The first time I saw "Equilibrium" it fascinated me for different reasons. The action scenes, or rather, the fight scenes, were amazing to watch, especially the Gun Kata scenes. It's also a love story of sorts, but its main point is emotions, or the lack thereof.
It's the year 2070, and you get a glimpse of what it might be like if some mad dictator decided, after being fed up with war, that the world would be better off with no emotions. No emotions, no anger, therefore, no war. Father, the dictator, played by Sean Pertwee, hammers this message in throughout the movie by way of videos throughout the city and television broadcast. Everyone's emotions are kept in check by daily intervals of "Prozium", injected in the neck.
John Preston, played by Christian Bale, is the main character and at the beginning of the movie, he's a by-the-book Senior Cleric of the Tetra Grammerton. They are the enforcers of the laws, and they find and destroy the unwanted citizens of Libria: The Resistance. Their crime is "Feeling". The penalty for Feeling is death. Near the beginning he kills a fellow officer who is caught reading Yeats.
And then comes the first day Preston doesn't get his morning dose of Prozium before he has to go out on a raid. Almost immediately he starts Feeling as he takes in the beauty and wonder of the assorted stash of objects found behind a hidden wall at the house of one Mary O'Brien (Emily Watson). Pictures, wallpaper, books, and classical records make up a portion of the contraband. Some items were just ordinary things we take for granted every day. Even to the woman, standing proudly, with lipstick and blush on her cheeks. The sensory overload evoked emotion in him that he'd never felt before. Not even when his own wife was executed for her sensory crimes right in front of him. And when he hears classical music for the first time, it brings tears to his eyes.

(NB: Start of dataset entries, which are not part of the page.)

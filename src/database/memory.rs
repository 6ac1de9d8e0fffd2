//! In-process flashcard store, used by tests and as a scratch store.

use super::{FlashcardStore, StoreError};
use crate::models::{CardContent, Flashcard, LeitnerBox};
use chrono::NaiveDate;
use std::collections::BTreeMap;
use std::sync::{Mutex, MutexGuard};

#[derive(Default)]
struct Inner {
    cards: BTreeMap<i64, Flashcard>,
    next_id: i64,
    failing_writes: usize,
}

#[derive(Default)]
pub struct MemoryStore {
    inner: Mutex<Inner>,
}

impl MemoryStore {
    pub fn new() -> Self {
        Self::default()
    }

    fn lock(&self) -> Result<MutexGuard<'_, Inner>, StoreError> {
        self.inner.lock().map_err(|_| StoreError::Poisoned)
    }

    /// Adds a new card (first box, due `today`) and returns its ID.
    pub fn add_flashcard(
        &self,
        owner: &str,
        deck_name: &str,
        content: CardContent,
        today: NaiveDate,
    ) -> Result<i64, StoreError> {
        let mut inner = self.lock()?;
        inner.next_id += 1;
        let id = inner.next_id;
        inner.cards.insert(id, Flashcard::new(id, owner, deck_name, content, today));
        Ok(id)
    }

    /// Stores `card` as given, replacing any card with the same ID.
    pub fn insert(&self, card: Flashcard) -> Result<(), StoreError> {
        let mut inner = self.lock()?;
        inner.next_id = inner.next_id.max(card.id);
        inner.cards.insert(card.id, card);
        Ok(())
    }

    pub fn delete_flashcard(&self, id: i64) -> Result<bool, StoreError> {
        Ok(self.lock()?.cards.remove(&id).is_some())
    }

    /// Makes the next `count` schedule writes fail as if the backend were down.
    pub fn fail_next_writes(&self, count: usize) -> Result<(), StoreError> {
        self.lock()?.failing_writes = count;
        Ok(())
    }
}

impl FlashcardStore for MemoryStore {
    fn get_flashcards(
        &self,
        owner: &str,
        deck: Option<&str>,
    ) -> Result<Vec<Flashcard>, StoreError> {
        Ok(self
            .lock()?
            .cards
            .values()
            .filter(|c| c.owner == owner && deck.is_none_or(|d| c.deck_name == d))
            .cloned()
            .collect())
    }

    fn get_flashcard(&self, id: i64) -> Result<Option<Flashcard>, StoreError> {
        Ok(self.lock()?.cards.get(&id).cloned())
    }

    fn update_schedule(
        &self,
        id: i64,
        leitner_box: LeitnerBox,
        next_review_date: NaiveDate,
    ) -> Result<(), StoreError> {
        let mut inner = self.lock()?;
        if inner.failing_writes > 0 {
            inner.failing_writes -= 1;
            return Err(StoreError::Unavailable(format!("write of flashcard {id} rejected")));
        }

        let card = inner.cards.get_mut(&id).ok_or(StoreError::NotFound(id))?;
        card.leitner_box = leitner_box;
        card.next_review_date = next_review_date;
        Ok(())
    }
}

#[cfg(test)]
mod tests {
    use super::*;

    fn today() -> NaiveDate {
        NaiveDate::from_ymd_opt(2024, 2, 10).unwrap()
    }

    fn content(term: &str) -> CardContent {
        CardContent {
            term: term.to_string(),
            definition: format!("{term}?"),
        }
    }

    #[test]
    fn test_deck_scoping() {
        let store = MemoryStore::new();
        store.add_flashcard("ala", "A", content("x"), today()).unwrap();
        store.add_flashcard("ala", "B", content("y"), today()).unwrap();
        store.add_flashcard("ola", "A", content("z"), today()).unwrap();

        assert_eq!(store.get_flashcards("ala", None).unwrap().len(), 2);
        assert_eq!(store.get_flashcards("ala", Some("B")).unwrap().len(), 1);
        assert!(store.get_flashcards("nobody", None).unwrap().is_empty());
    }

    #[test]
    fn test_injected_failures_run_out() {
        let store = MemoryStore::new();
        let id = store.add_flashcard("ala", "A", content("x"), today()).unwrap();
        store.fail_next_writes(1).unwrap();

        assert!(matches!(
            store.update_schedule(id, LeitnerBox::LAST, today()),
            Err(StoreError::Unavailable(_))
        ));
        store.update_schedule(id, LeitnerBox::LAST, today()).unwrap();
        assert_eq!(store.get_flashcard(id).unwrap().unwrap().leitner_box, LeitnerBox::LAST);
    }

    #[test]
    fn test_update_deleted_card() {
        let store = MemoryStore::new();
        let id = store.add_flashcard("ala", "A", content("x"), today()).unwrap();
        store.delete_flashcard(id).unwrap();

        assert!(matches!(
            store.update_schedule(id, LeitnerBox::FIRST, today()),
            Err(StoreError::NotFound(_))
        ));
    }
}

Of course, he comes under suspicion by his new partner Brandt (Taye Diggs), as well as his own son, who acts like a mini android and calls him "John." After he starts purposefully missing his scheduled doses, his emotions become rawer with each raid or confrontation with the rebels. He wonders how he's watched blood flow from his victims before and not felt anything. After Mary's execution brings him to his knees in front of all of Libria and he's arrested for it, he's galvanized into changing all that Libria stands for.
With the help of the Resistance, and his children (feelers the whole time it turns out), he leads the battle to restore their world to one of emotional freedom. In the final battle he discovers that Father's top enforcer is a Feeler who wanted to hold on to his dream of being able to Feel in secrecy, surrounded by beauty, but without war, while ordering the deaths of others.
This movie really made me think about living in a world free of emotions. It might work for some, and it might even do one good to be less emotional about some things. Having known and felt love, I wouldn't want to live without it, even with the hurt that sometimes comes with it. Of course no war would be a great thing. But if I couldn't break down when I listen to music that touches my soul, laugh when my children are being silly, or even return love, then somebody pass me the Prozium, please!